Rabbi David Niederman, executive director of the United Jewish Organization of Williamsburg, center left, joins City Council Speaker Corey Johnson, center right, in Brooklyn on Monday.
Rabbi David Niederman, executive director of the United Jewish Organization of Williamsburg, center left, joins City Council Speaker Corey Johnson, center right, in Brooklyn on Monday. Photo Credit: Peter Kramer/NBC

With a spike in reports of anti-Semitic hate crimes in New York City, Council Speaker Corey Johnson is calling on the mayor to fully fund a new prevention initiative.  

Johnson joined rabbis, other elected officials and anti-hate groups in Williamsburg on Monday to address the 82% jump year-to-year in anti-Semitic hate crimes in the first four months of 2019. More recent attacks include one incident on May 7 in which an Orthodox Jewish man was sucker punched in the back of his head. 

"No one should feel unsafe over their faith," Johnson said. 

He said police and community leaders have worked hard to bring some perpetrators to justice but stressed there is more work to be done when it comes to preventing hate crimes and the anti-Semitic rhetoric that he said is on the rise around the country.

He urged the mayor to provide full funding in his budget for the Office of Prevention of Hate Crimes, which was approved by the Council in the winter.

The mayor has allocated $336,000 from his executive budget for the office, but Johnson’s office said the initiative will require an additional $139,000 this fiscal year to bring the total up to $475,000. Next fiscal year, Johnson’s office said, the cost will grow to $713,000. 

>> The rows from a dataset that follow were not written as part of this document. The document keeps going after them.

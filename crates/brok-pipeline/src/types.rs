//! Shared geometric types for the brok pipeline.
//!
//! All coordinates are in physical inches in a y-up frame unless a
//! function says otherwise. Pixel coordinates only exist inside the
//! extractor, which converts them on the way out.

use serde::{Deserialize, Serialize};

/// Re-export `GrayImage` so downstream crates can hand raster input to
/// the pipeline without depending on `image` directly.
pub use image::GrayImage;

/// A 2D point in workspace coordinates (inches, y-up).
#[derive(Debug, Clone, Copy, PartialEq, Serialize, Deserialize)]
pub struct Point {
    /// Horizontal position in inches.
    pub x: f64,
    /// Vertical position in inches (up is positive).
    pub y: f64,
}

impl Point {
    /// Create a new point.
    #[must_use]
    pub const fn new(x: f64, y: f64) -> Self {
        Self { x, y }
    }

    /// Squared Euclidean distance to another point.
    ///
    /// Avoids the square root for comparison purposes.
    #[must_use]
    pub fn distance_squared(self, other: Self) -> f64 {
        let dx = self.x - other.x;
        let dy = self.y - other.y;
        dx.mul_add(dx, dy * dy)
    }

    /// Euclidean distance to another point.
    #[must_use]
    pub fn distance(self, other: Self) -> f64 {
        self.distance_squared(other).sqrt()
    }

    /// Linear interpolation: `self` at `t = 0`, `other` at `t = 1`.
    #[must_use]
    pub fn lerp(self, other: Self, t: f64) -> Self {
        Self::new(
            (other.x - self.x).mul_add(t, self.x),
            (other.y - self.y).mul_add(t, self.y),
        )
    }

    /// Translate by `(dx, dy)` scaled by `k`.
    #[must_use]
    pub fn offset(self, dx: f64, dy: f64, k: f64) -> Self {
        Self::new(dx.mul_add(k, self.x), dy.mul_add(k, self.y))
    }

    /// Whether two points coincide within `eps` on both axes.
    #[must_use]
    pub fn approx_eq(self, other: Self, eps: f64) -> bool {
        (self.x - other.x).abs() <= eps && (self.y - other.y).abs() <= eps
    }
}

/// A travel axis along which features are distributed.
#[derive(Debug, Clone, Copy, PartialEq, Eq, Default, Serialize, Deserialize)]
#[serde(rename_all = "lowercase")]
pub enum Axis {
    /// Features march along increasing x.
    #[default]
    X,
    /// Features march along increasing y.
    Y,
}

impl Axis {
    /// The coordinate of `p` along this axis.
    #[must_use]
    pub const fn along(self, p: Point) -> f64 {
        match self {
            Self::X => p.x,
            Self::Y => p.y,
        }
    }

    /// Build a point from an along-axis and a cross-axis coordinate.
    #[must_use]
    pub const fn point(self, along: f64, cross: f64) -> Point {
        match self {
            Self::X => Point::new(along, cross),
            Self::Y => Point::new(cross, along),
        }
    }
}

/// Axis-aligned rectangle in inches. Bounds are inclusive.
#[derive(Debug, Clone, Copy, PartialEq, Serialize, Deserialize)]
pub struct BoundingBox {
    /// Left edge.
    pub x_min: f64,
    /// Right edge.
    pub x_max: f64,
    /// Bottom edge.
    pub y_min: f64,
    /// Top edge.
    pub y_max: f64,
}

impl BoundingBox {
    /// Create a box from its four edges.
    #[must_use]
    pub const fn new(x_min: f64, x_max: f64, y_min: f64, y_max: f64) -> Self {
        Self {
            x_min,
            x_max,
            y_min,
            y_max,
        }
    }

    /// Whether `p` lies inside or on the boundary of the box.
    #[must_use]
    pub fn contains(&self, p: Point) -> bool {
        (self.x_min..=self.x_max).contains(&p.x) && (self.y_min..=self.y_max).contains(&p.y)
    }

    /// The `[min, max]` extent of the box along `axis`.
    #[must_use]
    pub const fn extent(&self, axis: Axis) -> (f64, f64) {
        match axis {
            Axis::X => (self.x_min, self.x_max),
            Axis::Y => (self.y_min, self.y_max),
        }
    }

    /// The `[min, max]` extent of the box across `axis`.
    #[must_use]
    pub const fn cross_extent(&self, axis: Axis) -> (f64, f64) {
        match axis {
            Axis::X => (self.y_min, self.y_max),
            Axis::Y => (self.x_min, self.x_max),
        }
    }

    /// A copy grown by `dx` on the left and right and `dy` on the top
    /// and bottom.
    #[must_use]
    pub fn widened(&self, dx: f64, dy: f64) -> Self {
        Self::new(
            self.x_min - dx,
            self.x_max + dx,
            self.y_min - dy,
            self.y_max + dy,
        )
    }

    /// Whether the box has strictly positive width and height.
    #[must_use]
    pub fn is_well_formed(&self) -> bool {
        self.x_min < self.x_max && self.y_min < self.y_max
    }
}

/// Stable identity of a contour within one extraction.
#[derive(Debug, Clone, Copy, PartialEq, Eq, Hash, PartialOrd, Ord, Serialize, Deserialize)]
pub struct ContourId(pub usize);

impl std::fmt::Display for ContourId {
    fn fmt(&self, f: &mut std::fmt::Formatter<'_>) -> std::fmt::Result {
        write!(f, "#{}", self.0)
    }
}

/// Whether a contour bounds the part or a hole in it.
#[derive(Debug, Clone, Copy, PartialEq, Eq, Serialize, Deserialize)]
#[serde(rename_all = "lowercase")]
pub enum ContourKind {
    /// The outer boundary of the retained workpiece.
    Outer,
    /// A hole inside the workpiece; its interior is scrap.
    Inner,
}

impl std::fmt::Display for ContourKind {
    fn fmt(&self, f: &mut std::fmt::Formatter<'_>) -> std::fmt::Result {
        match self {
            Self::Outer => f.write_str("outer"),
            Self::Inner => f.write_str("inner"),
        }
    }
}

/// A closed loop of points tagged outer or inner.
///
/// The loop is implicitly closed: the last point connects back to the
/// first. A duplicated closing point is dropped on construction.
#[derive(Debug, Clone, PartialEq, Serialize, Deserialize)]
pub struct Contour {
    id: ContourId,
    kind: ContourKind,
    points: Vec<Point>,
}

impl Contour {
    /// Create a contour, dropping an explicit closing point if present.
    #[must_use]
    pub fn new(id: ContourId, kind: ContourKind, mut points: Vec<Point>) -> Self {
        if points.len() > 1 && points.first() == points.last() {
            points.pop();
        }
        Self { id, kind, points }
    }

    /// The contour's identity.
    #[must_use]
    pub const fn id(&self) -> ContourId {
        self.id
    }

    /// Outer or inner.
    #[must_use]
    pub const fn kind(&self) -> ContourKind {
        self.kind
    }

    /// The loop's points, without the closing duplicate.
    #[must_use]
    pub fn points(&self) -> &[Point] {
        &self.points
    }

    /// Number of distinct points.
    #[must_use]
    pub const fn len(&self) -> usize {
        self.points.len()
    }

    /// Returns `true` if the contour has no points.
    #[must_use]
    pub const fn is_empty(&self) -> bool {
        self.points.is_empty()
    }

    /// Iterate over the loop's edges as `(start, end)` pairs, including the
    /// closing edge from the last point back to the first.
    pub fn edges(&self) -> impl Iterator<Item = (Point, Point)> + '_ {
        let n = self.points.len();
        (0..n).map(move |i| (self.points[i], self.points[(i + 1) % n]))
    }

    /// Total length of the closed loop.
    #[must_use]
    pub fn perimeter(&self) -> f64 {
        self.edges().map(|(a, b)| a.distance(b)).sum()
    }

    /// Axis-aligned bounds of the contour, or `None` when empty.
    #[must_use]
    pub fn bounds(&self) -> Option<BoundingBox> {
        points_bounds(&self.points)
    }

    pub(crate) fn into_parts(self) -> (ContourId, ContourKind, Vec<Point>) {
        (self.id, self.kind, self.points)
    }
}

/// Axis-aligned bounds of a point slice, or `None` when empty.
#[must_use]
pub fn points_bounds(points: &[Point]) -> Option<BoundingBox> {
    let first = points.first()?;
    let init = BoundingBox::new(first.x, first.x, first.y, first.y);
    Some(points.iter().fold(init, |b, p| {
        BoundingBox::new(
            b.x_min.min(p.x),
            b.x_max.max(p.x),
            b.y_min.min(p.y),
            b.y_max.max(p.y),
        )
    }))
}

/// Image dimensions in pixels.
#[derive(Debug, Clone, Copy, PartialEq, Eq, Serialize, Deserialize)]
pub struct Dimensions {
    /// Width in pixels.
    pub width: u32,
    /// Height in pixels.
    pub height: u32,
}

#[cfg(test)]
#[allow(clippy::unwrap_used)]
mod tests {
    use super::*;

    #[test]
    fn point_distance() {
        let a = Point::new(0.0, 0.0);
        let b = Point::new(3.0, 4.0);
        assert!((a.distance(b) - 5.0).abs() < f64::EPSILON);
        assert!((a.distance_squared(b) - 25.0).abs() < f64::EPSILON);
    }

    #[test]
    fn point_lerp_midpoint() {
        let mid = Point::new(0.0, 0.0).lerp(Point::new(2.0, -4.0), 0.5);
        assert!(mid.approx_eq(Point::new(1.0, -2.0), 1e-12));
    }

    #[test]
    fn axis_round_trips_coordinates() {
        let p = Axis::Y.point(3.0, 7.0);
        assert_eq!(p, Point::new(7.0, 3.0));
        assert!((Axis::Y.along(p) - 3.0).abs() < f64::EPSILON);
        assert!((Axis::X.along(p) - 7.0).abs() < f64::EPSILON);
    }

    #[test]
    fn bounding_box_contains_is_inclusive() {
        let b = BoundingBox::new(9.5, 11.5, 8.5, 9.5);
        assert!(b.contains(Point::new(9.5, 8.5)));
        assert!(b.contains(Point::new(11.5, 9.5)));
        assert!(b.contains(Point::new(10.0, 9.0)));
        assert!(!b.contains(Point::new(11.51, 9.0)));
    }

    #[test]
    fn bounding_box_widened() {
        let b = BoundingBox::new(1.0, 2.0, 3.0, 4.0).widened(0.5, 0.25);
        assert_eq!(b, BoundingBox::new(0.5, 2.5, 2.75, 4.25));
    }

    #[test]
    fn malformed_box_detected() {
        assert!(BoundingBox::new(0.0, 1.0, 0.0, 1.0).is_well_formed());
        assert!(!BoundingBox::new(1.0, 1.0, 0.0, 1.0).is_well_formed());
        assert!(!BoundingBox::new(0.0, 1.0, 2.0, 1.0).is_well_formed());
    }

    #[test]
    fn contour_drops_explicit_closing_point() {
        let c = Contour::new(
            ContourId(0),
            ContourKind::Outer,
            vec![
                Point::new(0.0, 0.0),
                Point::new(1.0, 0.0),
                Point::new(1.0, 1.0),
                Point::new(0.0, 0.0),
            ],
        );
        assert_eq!(c.len(), 3);
        assert_eq!(c.edges().count(), 3);
    }

    #[test]
    fn contour_perimeter_includes_closing_edge() {
        let c = Contour::new(
            ContourId(0),
            ContourKind::Inner,
            vec![
                Point::new(0.0, 0.0),
                Point::new(2.0, 0.0),
                Point::new(2.0, 1.0),
                Point::new(0.0, 1.0),
            ],
        );
        assert!((c.perimeter() - 6.0).abs() < 1e-12);
        assert_eq!(c.bounds(), Some(BoundingBox::new(0.0, 2.0, 0.0, 1.0)));
    }

    #[test]
    fn contour_serde_round_trip() {
        let c = Contour::new(
            ContourId(3),
            ContourKind::Inner,
            vec![Point::new(0.0, 0.0), Point::new(1.0, 0.0), Point::new(0.0, 1.0)],
        );
        let json = serde_json::to_string(&c).unwrap();
        let back: Contour = serde_json::from_str(&json).unwrap();
        assert_eq!(c, back);
    }
}
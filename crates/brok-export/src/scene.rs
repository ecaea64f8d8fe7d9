//! QC overlay geometry shared by the raster and SVG renderers.
//!
//! A [`QcScene`] flattens a pipeline run into plain layers in workspace
//! inches: grid, region boxes, skeleton, contours, torch-on cut paths,
//! rapid traverses, ideal slots and snapped teeth. Arcs are sampled into
//! short chords so both renderers only ever draw polylines.

use std::f64::consts::TAU;

use brok_pipeline::types::points_bounds;
use brok_pipeline::{ArcDirection, BoundingBox, MotionPrimitive, Point, RunOutput, ToolpathProgram};

/// Grid spacing in inches.
pub const GRID_STEP: f64 = 0.5;

/// Border around the drawn geometry, in inches.
const MARGIN: f64 = 0.5;

/// Chord count for a full circle.
const ARC_SEGMENTS: f64 = 128.0;

/// Flattened overlay layers, all in workspace inches (y up).
#[derive(Debug, Clone, PartialEq)]
pub struct QcScene {
    /// Drawn area, snapped outwards to the grid.
    pub view: BoundingBox,
    /// Region boxes used for the final planning attempt.
    pub regions: Vec<(String, BoundingBox)>,
    /// Snap candidates.
    pub skeleton: Vec<Point>,
    /// Extracted loops (implicitly closed).
    pub contours: Vec<Vec<Point>>,
    /// One polyline per torch-on interval.
    pub cuts: Vec<Vec<Point>>,
    /// Torch-off traverses.
    pub rapids: Vec<(Point, Point)>,
    /// Evenly spaced targets.
    pub ideals: Vec<Point>,
    /// Snapped tooth positions.
    pub teeth: Vec<Point>,
    /// Whether validation passed.
    pub passed: bool,
}

impl QcScene {
    /// Collect every layer from a finished run.
    #[must_use]
    pub fn from_run(run: &RunOutput) -> Self {
        let (cuts, rapids) = trace_program(&run.program);
        let regions: Vec<(String, BoundingBox)> = run
            .placements
            .iter()
            .map(|r| (r.region.clone(), r.bounds))
            .collect();
        let placements = run.placements.iter().flat_map(|r| &r.placements);

        let mut scene = Self {
            view: BoundingBox::new(0.0, 1.0, 0.0, 1.0),
            regions,
            skeleton: run.extraction.skeleton.points().to_vec(),
            contours: run
                .extraction
                .contours()
                .map(|c| c.points().to_vec())
                .collect(),
            cuts,
            rapids,
            ideals: placements.clone().map(|p| p.ideal).collect(),
            teeth: placements.map(|p| p.actual).collect(),
            passed: run.report.passed,
        };
        scene.view = scene.extent();
        scene
    }

    /// Bounds of everything drawn, grown by the margin and snapped to
    /// the grid.
    fn extent(&self) -> BoundingBox {
        let corners = self.regions.iter().flat_map(|(_, b)| {
            [Point::new(b.x_min, b.y_min), Point::new(b.x_max, b.y_max)]
        });
        let all: Vec<Point> = self
            .contours
            .iter()
            .flatten()
            .chain(self.cuts.iter().flatten())
            .chain(self.rapids.iter().flat_map(|(a, b)| [a, b]))
            .chain(&self.skeleton)
            .copied()
            .chain(corners)
            .collect();
        let b = points_bounds(&all).unwrap_or(BoundingBox::new(0.0, 1.0, 0.0, 1.0));
        BoundingBox::new(
            snap_down(b.x_min - MARGIN),
            snap_up(b.x_max + MARGIN),
            snap_down(b.y_min - MARGIN),
            snap_up(b.y_max + MARGIN),
        )
    }

    /// Grid line positions `(xs, ys)` inside the view.
    #[must_use]
    pub fn grid_lines(&self) -> (Vec<f64>, Vec<f64>) {
        (
            steps(self.view.x_min, self.view.x_max),
            steps(self.view.y_min, self.view.y_max),
        )
    }

    /// View width and height in inches.
    #[must_use]
    pub fn size(&self) -> (f64, f64) {
        (
            self.view.x_max - self.view.x_min,
            self.view.y_max - self.view.y_min,
        )
    }

    /// Map workspace inches to image coordinates (y down) at `ppi`.
    #[must_use]
    pub fn to_image(&self, p: Point, ppi: f64) -> (f64, f64) {
        ((p.x - self.view.x_min) * ppi, (self.view.y_max - p.y) * ppi)
    }
}

fn snap_down(v: f64) -> f64 {
    (v / GRID_STEP).floor() * GRID_STEP
}

fn snap_up(v: f64) -> f64 {
    (v / GRID_STEP).ceil() * GRID_STEP
}

fn steps(lo: f64, hi: f64) -> Vec<f64> {
    #[allow(clippy::cast_possible_truncation, clippy::cast_sign_loss)]
    let n = ((hi - lo) / GRID_STEP).round().max(0.0) as usize;
    #[allow(clippy::cast_precision_loss)]
    (0..=n).map(|i| GRID_STEP.mul_add(i as f64, lo)).collect()
}

/// Split a program into cut polylines and rapid segments.
///
/// A cut polyline starts at the position where the torch fires and
/// follows every cutting move until it goes out; arcs are sampled.
#[must_use]
pub fn trace_program(program: &ToolpathProgram) -> (Vec<Vec<Point>>, Vec<(Point, Point)>) {
    let mut cuts = Vec::new();
    let mut rapids = Vec::new();
    let mut position: Option<Point> = None;
    let mut current: Option<Vec<Point>> = None;

    for primitive in program.primitives() {
        match *primitive {
            MotionPrimitive::ToolOn => current = Some(position.into_iter().collect()),
            MotionPrimitive::ToolOff => {
                if let Some(path) = current.take() {
                    cuts.push(path);
                }
            }
            MotionPrimitive::RapidMove(to) => {
                if let Some(from) = position {
                    rapids.push((from, to));
                }
                position = Some(to);
            }
            MotionPrimitive::LinearCut { to, .. } => {
                if let Some(path) = current.as_mut() {
                    path.push(to);
                }
                position = Some(to);
            }
            MotionPrimitive::ArcCut {
                to, i, j, direction, ..
            } => {
                if let (Some(path), Some(from)) = (current.as_mut(), position) {
                    path.extend(sample_arc(from, to, i, j, direction));
                }
                position = Some(to);
            }
            _ => {}
        }
    }
    if let Some(path) = current {
        cuts.push(path);
    }
    (cuts, rapids)
}

/// Points along an arc from `from` (excluded) to `to` (included) around
/// `from + (i, j)`. Coincident end points mean a full circle.
fn sample_arc(from: Point, to: Point, i: f64, j: f64, direction: ArcDirection) -> Vec<Point> {
    let center = Point::new(from.x + i, from.y + j);
    let radius = i.hypot(j);
    let a0 = (from.y - center.y).atan2(from.x - center.x);
    let a1 = (to.y - center.y).atan2(to.x - center.x);
    let mut sweep = match direction {
        ArcDirection::CounterClockwise => (a1 - a0).rem_euclid(TAU),
        ArcDirection::Clockwise => -(a0 - a1).rem_euclid(TAU),
    };
    if sweep.abs() <= 1e-12 {
        sweep = match direction {
            ArcDirection::CounterClockwise => TAU,
            ArcDirection::Clockwise => -TAU,
        };
    }

    #[allow(clippy::cast_possible_truncation, clippy::cast_sign_loss)]
    let n = (sweep.abs() / TAU * ARC_SEGMENTS).ceil().max(1.0) as usize;
    let mut points: Vec<Point> = (1..n)
        .map(|k| {
            #[allow(clippy::cast_precision_loss)]
            let a = sweep.mul_add(k as f64 / n as f64, a0);
            Point::new(radius.mul_add(a.cos(), center.x), radius.mul_add(a.sin(), center.y))
        })
        .collect();
    points.push(to);
    points
}

#[cfg(test)]
#[allow(clippy::unwrap_used)]
mod tests {
    use super::*;

    #[test]
    fn full_circle_is_sampled_back_to_start() {
        let from = Point::new(0.0, 0.0);
        let pts = sample_arc(from, from, 1.0, 0.0, ArcDirection::Clockwise);
        assert_eq!(pts.len(), 128);
        assert_eq!(*pts.last().unwrap(), from);
        assert!(pts.iter().all(|p| (p.distance(Point::new(1.0, 0.0)) - 1.0).abs() < 1e-9));
        // Clockwise from the leftmost point heads up first.
        assert!(pts[0].y > 0.0);
    }

    #[test]
    fn counter_clockwise_from_leftmost_heads_down() {
        let from = Point::new(0.0, 0.0);
        let pts = sample_arc(from, from, 1.0, 0.0, ArcDirection::CounterClockwise);
        assert!(pts[0].y < 0.0);
    }

    #[test]
    fn program_splits_into_cuts_and_rapids() {
        let program = ToolpathProgram::new(vec![
            MotionPrimitive::RapidMove(Point::new(1.0, 1.0)),
            MotionPrimitive::ToolOn,
            MotionPrimitive::LinearCut {
                to: Point::new(2.0, 1.0),
                feed: 47.0,
            },
            MotionPrimitive::ToolOff,
            MotionPrimitive::RapidMove(Point::new(0.0, 0.0)),
        ]);
        let (cuts, rapids) = trace_program(&program);
        assert_eq!(cuts, vec![vec![Point::new(1.0, 1.0), Point::new(2.0, 1.0)]]);
        assert_eq!(rapids, vec![(Point::new(2.0, 1.0), Point::new(0.0, 0.0))]);
    }

    #[test]
    fn grid_steps_cover_view() {
        assert_eq!(steps(0.0, 1.5), vec![0.0, 0.5, 1.0, 1.5]);
        assert!((snap_down(0.7) - 0.5).abs() < 1e-12);
        assert!((snap_up(0.7) - 1.0).abs() < 1e-12);
    }
}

The intention is for the office to have a coordinator, appointed by the mayor, who will work with various agencies on strategies to combat hate crimes. There is currently no clear coordination between the NYPD and the Department of Education for responding to hate crime incidents, according to Johnson.

"This office would do that," he explained.

Johnson said another role for the new office is to come up with initiatives to teach tolerance to New Yorkers of all ages. Rabbi Joseph Potasnik, the executive vice president of the New York Board of Rabbis, said that would go a long way. 

"We talk about the three Rs: reading writing and arithmetic. We need to add another R: respect," he said. "We need to teach our young people respect."

While the mayor did not sign the bill to create the Office of Prevention of Hate Crimes when it was passed by the Council in January (it automatically matured into law the next month), he said he supports it.  

“In New York City, we celebrate our differences and reject any attempt to hate and divide. That’s why we funded The Office of Hate Crime Prevention to prevent these heinous crimes before they occur. Hate will never be tolerated in this city,” he said in a statement. 

Johnson and religious leaders said Monday that there appeared to be a rise in anti-Semitism related to the ongoing measles outbreak in the Orthodox Jewish communities in Brooklyn. The speaker reiterated that the Jewish community advocates vaccination and that only a small group of uninformed people are responsible for spreading dangerous misinformation.